→ Goal of the exercise
Once you find the line with "Ok((session, token))" in the data that follows, repeat it and every line after it exactly, through the line with "use super::*;".

===== Supplied data =====

use argon2::password_hash::{rand_core::OsRng, SaltString};
use argon2::{Argon2, PasswordHash, PasswordHasher, PasswordVerifier};
use chrono::{Duration, Utc};
use cookie::{Cookie, SameSite};
use sqlx::SqlitePool;
use uuid::Uuid;

use crate::error::{AppError, Result};

pub mod csrf;
pub mod session;

pub use csrf::{CsrfService, CSRF_FIELD};
pub use session::{AdminSession, SessionStore};

pub const SESSION_COOKIE: &str = "lerhuset_admin";

pub struct AuthService {
    session_store: SessionStore,
    session_hours: i64,
}

impl AuthService {
    pub fn new(pool: SqlitePool, session_hours: i64) -> Self {
        Self {
            session_store: SessionStore::new(pool),
            session_hours,
        }
    }

    pub async fn verify_password(password: &str, hash: &str) -> Result<bool> {
        let parsed_hash = PasswordHash::new(hash)
            .map_err(|e| AppError::Internal(format!("Invalid password hash: {}", e)))?;

        Ok(Argon2::default()
            .verify_password(password.as_bytes(), &parsed_hash)
            .is_ok())
    }

    pub async fn hash_password(password: &str) -> Result<String> {
        let salt = SaltString::generate(&mut OsRng);
        let password_hash = Argon2::default()
            .hash_password(password.as_bytes(), &salt)
            .map_err(|e| AppError::Internal(format!("Password hashing failed: {}", e)))?;

        Ok(password_hash.to_string())
    }

    pub async fn create_session(&self, admin_id: Uuid) -> Result<(AdminSession, String)> {
        let token = generate_token();
        let expires_at = Utc::now() + Duration::hours(self.session_hours);
        let session = self.session_store.create(admin_id, &token, expires_at).await?;
        Ok((session, token))
    }

    pub async fn validate_session(&self, token: &str) -> Result<Option<AdminSession>> {
        self.session_store.find_by_token(token).await
    }

    pub async fn invalidate_session(&self, token: &str) -> Result<()> {
        self.session_store.delete_by_token(token).await
    }

    pub async fn cleanup_expired_sessions(&self) -> Result<u64> {
        self.session_store.cleanup_expired().await
    }

    pub fn session_cookie(&self, token: &str, secure: bool) -> Cookie<'static> {
        Cookie::build((SESSION_COOKIE, token.to_string()))
            .path("/")
            .same_site(SameSite::Lax)
            .http_only(true)
            .secure(secure)
            .max_age(cookie::time::Duration::hours(self.session_hours))
            .build()
    }

    pub fn logout_cookie() -> Cookie<'static> {
        Cookie::build((SESSION_COOKIE, ""))
            .path("/")
            .same_site(SameSite::Lax)
            .http_only(true)
            .max_age(cookie::time::Duration::seconds(0))
            .build()
    }
}

fn generate_token() -> String {
    use rand::RngCore;
    let mut bytes = [0u8; 32];
    rand::thread_rng().fill_bytes(&mut bytes);
    hex::encode(bytes)
}

#[cfg(test)]
mod tests {
    use super::*;

    #[tokio::test]
    async fn test_password_hash_verifies() {
        let hash = AuthService::hash_password("lera och glasyr").await.unwrap();
        assert!(AuthService::verify_password("lera och glasyr", &hash).await.unwrap());
        assert!(!AuthService::verify_password("fel", &hash).await.unwrap());
    }

    #[test]
    fn test_generated_tokens_are_unique() {
        let a = generate_token();
        assert_eq!(a.len(), 64);
        assert_ne!(a, generate_token());
    }
}
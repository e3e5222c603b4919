use chrono::{DateTime, Utc};
use serde::{Deserialize, Serialize};
use uuid::Uuid;

/// Studio staff account. Only admins log in; customers check out anonymously.
#[derive(Debug, Clone, Serialize, Deserialize)]
pub struct AdminUser {
    pub id: Uuid,
    pub email: String,
    pub full_name: String,
    pub last_login_at: Option<DateTime<Utc>>,
    pub created_at: DateTime<Utc>,
}
use askama::Template;
use axum::{
    extract::{Query, State},
    response::{IntoResponse, Response},
    Extension, Form,
};
use serde::Deserialize;

use crate::{
    api::{middleware::auth::CurrentAdmin, state::AppState},
    domain::{format_local, SettingType, UpdateSettingRequest},
    error::Result,
    web::{
        admin::action_error,
        templates::{redirect_flash, AdminPage, Flash, HtmlTemplate},
    },
};

pub struct SettingRow {
    pub key: String,
    pub value: String,
    pub description: String,
    pub boolean: bool,
    pub checked: bool,
    pub updated: String,
}

pub struct CategoryView {
    pub name: String,
    pub settings: Vec<SettingRow>,
}

#[derive(Template)]
#[template(path = "admin/settings.html")]
pub struct SettingsTemplate {
    pub page: AdminPage,
    pub categories: Vec<CategoryView>,
}

#[derive(Debug, Deserialize)]
pub struct SettingForm {
    pub key: String,
    #[serde(default)]
    pub value: String,
    pub reason: Option<String>,
}

// GET /admin/settings
pub async fn settings_page(
    State(state): State<AppState>,
    Extension(current): Extension<CurrentAdmin>,
    Query(flash): Query<Flash>,
) -> Result<impl IntoResponse> {
    let categories = state
        .service_context
        .settings_service
        .get_all_settings()
        .await?
        .into_iter()
        .map(|category| CategoryView {
            name: category.name,
            settings: category
                .settings
                .into_iter()
                .map(|s| SettingRow {
                    boolean: matches!(s.value_type, SettingType::Boolean),
                    checked: s.value == "true",
                    updated: format_local(s.updated_at),
                    description: s.description.unwrap_or_default(),
                    key: s.key,
                    value: s.value,
                })
                .collect(),
        })
        .collect();

    Ok(HtmlTemplate(SettingsTemplate {
        page: AdminPage::new(&state, &current, "settings", flash),
        categories,
    }))
}

// POST /admin/settings
pub async fn update_setting(
    State(state): State<AppState>,
    Extension(current): Extension<CurrentAdmin>,
    Form(form): Form<SettingForm>,
) -> Response {
    let request = UpdateSettingRequest {
        value: form.value,
        reason: crate::domain::non_empty(form.reason),
    };
    match state
        .service_context
        .settings_service
        .update_setting(&form.key, request, current.admin.id)
        .await
    {
        Ok(setting) => redirect_flash(
            "/admin/settings",
            Ok(format!("Saved {} = {}", setting.key, setting.value)),
        ),
        Err(e) => redirect_flash("/admin/settings", Err(action_error("Update setting", e))),
    }
}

=====

→ Exercise response
        Ok((session, token))
    }

    pub async fn validate_session(&self, token: &str) -> Result<Option<AdminSession>> {
        self.session_store.find_by_token(token).await
    }

    pub async fn invalidate_session(&self, token: &str) -> Result<()> {
        self.session_store.delete_by_token(token).await
    }

    pub async fn cleanup_expired_sessions(&self) -> Result<u64> {
        self.session_store.cleanup_expired().await
    }

    pub fn session_cookie(&self, token: &str, secure: bool) -> Cookie<'static> {
        Cookie::build((SESSION_COOKIE, token.to_string()))
            .path("/")
            .same_site(SameSite::Lax)
            .http_only(true)
            .secure(secure)
            .max_age(cookie::time::Duration::hours(self.session_hours))
            .build()
    }

    pub fn logout_cookie() -> Cookie<'static> {
        Cookie::build((SESSION_COOKIE, ""))
            .path("/")
            .same_site(SameSite::Lax)
            .http_only(true)
            .max_age(cookie::time::Duration::seconds(0))
            .build()
    }
}

fn generate_token() -> String {
    use rand::RngCore;
    let mut bytes = [0u8; 32];
    rand::thread_rng().fill_bytes(&mut bytes);
    hex::encode(bytes)
}

#[cfg(test)]
mod tests {
    use super::*;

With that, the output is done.